▸ Work order
Begin at the line containing "pub fn take(&mut" and reproduce every line through the end of the entries below. Nothing else should appear.

== Records provided

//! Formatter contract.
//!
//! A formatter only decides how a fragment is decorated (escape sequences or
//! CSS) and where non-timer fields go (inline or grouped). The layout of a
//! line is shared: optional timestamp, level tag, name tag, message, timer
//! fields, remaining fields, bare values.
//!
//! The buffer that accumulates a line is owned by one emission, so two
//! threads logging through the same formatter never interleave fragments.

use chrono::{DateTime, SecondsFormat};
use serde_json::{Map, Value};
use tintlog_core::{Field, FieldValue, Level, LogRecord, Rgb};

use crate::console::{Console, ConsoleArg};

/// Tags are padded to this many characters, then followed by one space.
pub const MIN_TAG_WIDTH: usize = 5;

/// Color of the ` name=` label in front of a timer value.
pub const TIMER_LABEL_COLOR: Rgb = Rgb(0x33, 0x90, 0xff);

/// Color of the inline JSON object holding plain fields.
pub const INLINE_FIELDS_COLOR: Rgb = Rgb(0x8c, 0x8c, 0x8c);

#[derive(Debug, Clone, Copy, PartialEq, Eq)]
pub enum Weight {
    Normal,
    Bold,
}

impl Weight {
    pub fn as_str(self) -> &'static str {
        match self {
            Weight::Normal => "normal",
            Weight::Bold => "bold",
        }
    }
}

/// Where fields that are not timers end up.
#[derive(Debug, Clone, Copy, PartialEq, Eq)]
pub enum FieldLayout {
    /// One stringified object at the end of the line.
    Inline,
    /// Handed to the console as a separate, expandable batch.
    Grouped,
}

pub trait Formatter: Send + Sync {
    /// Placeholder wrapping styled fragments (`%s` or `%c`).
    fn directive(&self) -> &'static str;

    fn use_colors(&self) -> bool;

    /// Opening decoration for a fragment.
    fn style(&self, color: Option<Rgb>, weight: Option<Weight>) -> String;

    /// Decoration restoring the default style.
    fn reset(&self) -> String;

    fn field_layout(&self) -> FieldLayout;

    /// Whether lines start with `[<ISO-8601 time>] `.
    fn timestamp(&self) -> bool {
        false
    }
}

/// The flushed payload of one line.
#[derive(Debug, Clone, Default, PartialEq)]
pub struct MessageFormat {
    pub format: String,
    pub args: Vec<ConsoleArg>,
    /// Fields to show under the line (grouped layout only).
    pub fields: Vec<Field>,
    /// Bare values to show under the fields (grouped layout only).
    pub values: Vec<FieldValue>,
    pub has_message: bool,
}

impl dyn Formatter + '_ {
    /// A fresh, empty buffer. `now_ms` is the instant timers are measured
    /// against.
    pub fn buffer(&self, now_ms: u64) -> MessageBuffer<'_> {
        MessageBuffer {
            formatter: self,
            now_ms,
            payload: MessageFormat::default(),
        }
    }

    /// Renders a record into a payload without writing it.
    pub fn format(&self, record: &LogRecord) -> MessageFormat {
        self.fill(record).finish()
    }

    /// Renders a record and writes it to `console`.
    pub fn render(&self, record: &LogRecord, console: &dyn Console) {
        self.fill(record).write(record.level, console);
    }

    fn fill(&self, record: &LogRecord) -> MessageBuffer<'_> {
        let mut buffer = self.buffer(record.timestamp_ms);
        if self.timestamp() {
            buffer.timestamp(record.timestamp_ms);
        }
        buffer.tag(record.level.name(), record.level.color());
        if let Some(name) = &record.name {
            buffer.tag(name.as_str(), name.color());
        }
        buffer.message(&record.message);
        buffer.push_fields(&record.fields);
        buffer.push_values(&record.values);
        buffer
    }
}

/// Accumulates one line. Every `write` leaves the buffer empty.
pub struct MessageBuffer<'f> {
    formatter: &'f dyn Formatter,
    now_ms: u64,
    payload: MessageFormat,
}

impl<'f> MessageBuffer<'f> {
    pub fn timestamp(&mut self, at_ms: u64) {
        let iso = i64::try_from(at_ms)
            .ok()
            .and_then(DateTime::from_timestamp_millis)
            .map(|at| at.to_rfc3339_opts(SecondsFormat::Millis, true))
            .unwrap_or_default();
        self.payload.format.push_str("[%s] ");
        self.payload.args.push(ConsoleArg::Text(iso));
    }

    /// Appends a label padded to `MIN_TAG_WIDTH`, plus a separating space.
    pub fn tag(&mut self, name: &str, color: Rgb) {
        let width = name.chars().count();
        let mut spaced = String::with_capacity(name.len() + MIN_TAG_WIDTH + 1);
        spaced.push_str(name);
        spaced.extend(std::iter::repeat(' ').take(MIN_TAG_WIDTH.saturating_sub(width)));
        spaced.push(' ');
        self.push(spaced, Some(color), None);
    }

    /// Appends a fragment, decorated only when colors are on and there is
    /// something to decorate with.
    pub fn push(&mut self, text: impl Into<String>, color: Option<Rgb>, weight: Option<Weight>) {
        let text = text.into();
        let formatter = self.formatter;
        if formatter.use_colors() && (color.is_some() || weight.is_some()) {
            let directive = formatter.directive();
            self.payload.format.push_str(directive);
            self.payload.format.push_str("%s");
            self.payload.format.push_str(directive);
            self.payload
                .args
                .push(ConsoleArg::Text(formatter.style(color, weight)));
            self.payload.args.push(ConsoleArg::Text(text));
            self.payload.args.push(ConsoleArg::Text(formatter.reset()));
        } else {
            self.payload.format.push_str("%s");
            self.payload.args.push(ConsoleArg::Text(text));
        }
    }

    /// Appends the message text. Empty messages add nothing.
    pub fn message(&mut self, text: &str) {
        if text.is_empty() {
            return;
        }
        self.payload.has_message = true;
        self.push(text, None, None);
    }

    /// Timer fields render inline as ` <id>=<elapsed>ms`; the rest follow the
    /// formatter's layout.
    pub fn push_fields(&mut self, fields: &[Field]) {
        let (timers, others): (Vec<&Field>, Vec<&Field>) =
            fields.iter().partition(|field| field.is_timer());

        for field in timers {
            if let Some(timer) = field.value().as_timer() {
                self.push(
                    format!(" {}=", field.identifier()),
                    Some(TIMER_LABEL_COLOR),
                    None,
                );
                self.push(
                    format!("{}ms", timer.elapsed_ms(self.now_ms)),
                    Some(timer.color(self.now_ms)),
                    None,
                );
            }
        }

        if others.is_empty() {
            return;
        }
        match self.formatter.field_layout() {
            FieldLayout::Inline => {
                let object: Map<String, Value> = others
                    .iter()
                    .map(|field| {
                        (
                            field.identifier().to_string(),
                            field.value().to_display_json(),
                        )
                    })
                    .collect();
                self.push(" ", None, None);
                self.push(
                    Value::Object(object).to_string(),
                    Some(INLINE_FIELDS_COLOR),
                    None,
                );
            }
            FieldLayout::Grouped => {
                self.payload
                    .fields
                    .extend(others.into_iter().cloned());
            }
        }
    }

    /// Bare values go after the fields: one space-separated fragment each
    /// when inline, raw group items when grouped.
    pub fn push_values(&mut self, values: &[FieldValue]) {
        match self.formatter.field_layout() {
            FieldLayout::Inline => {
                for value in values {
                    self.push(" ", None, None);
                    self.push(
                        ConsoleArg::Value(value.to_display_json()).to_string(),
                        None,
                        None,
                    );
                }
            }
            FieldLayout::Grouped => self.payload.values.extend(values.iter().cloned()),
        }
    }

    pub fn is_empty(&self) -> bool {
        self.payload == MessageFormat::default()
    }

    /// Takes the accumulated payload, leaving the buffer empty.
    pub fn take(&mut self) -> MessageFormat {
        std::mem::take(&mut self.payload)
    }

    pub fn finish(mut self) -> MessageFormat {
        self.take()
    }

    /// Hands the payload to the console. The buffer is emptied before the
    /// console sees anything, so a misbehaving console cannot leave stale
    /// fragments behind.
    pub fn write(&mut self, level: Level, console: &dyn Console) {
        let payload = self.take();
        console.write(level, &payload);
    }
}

====

▸ Solution
    pub fn take(&mut self) -> MessageFormat {
        std::mem::take(&mut self.payload)
    }

    pub fn finish(mut self) -> MessageFormat {
        self.take()
    }

    /// Hands the payload to the console. The buffer is emptied before the
    /// console sees anything, so a misbehaving console cannot leave stale
    /// fragments behind.
    pub fn write(&mut self, level: Level, console: &dyn Console) {
        let payload = self.take();
        console.write(level, &payload);
    }
}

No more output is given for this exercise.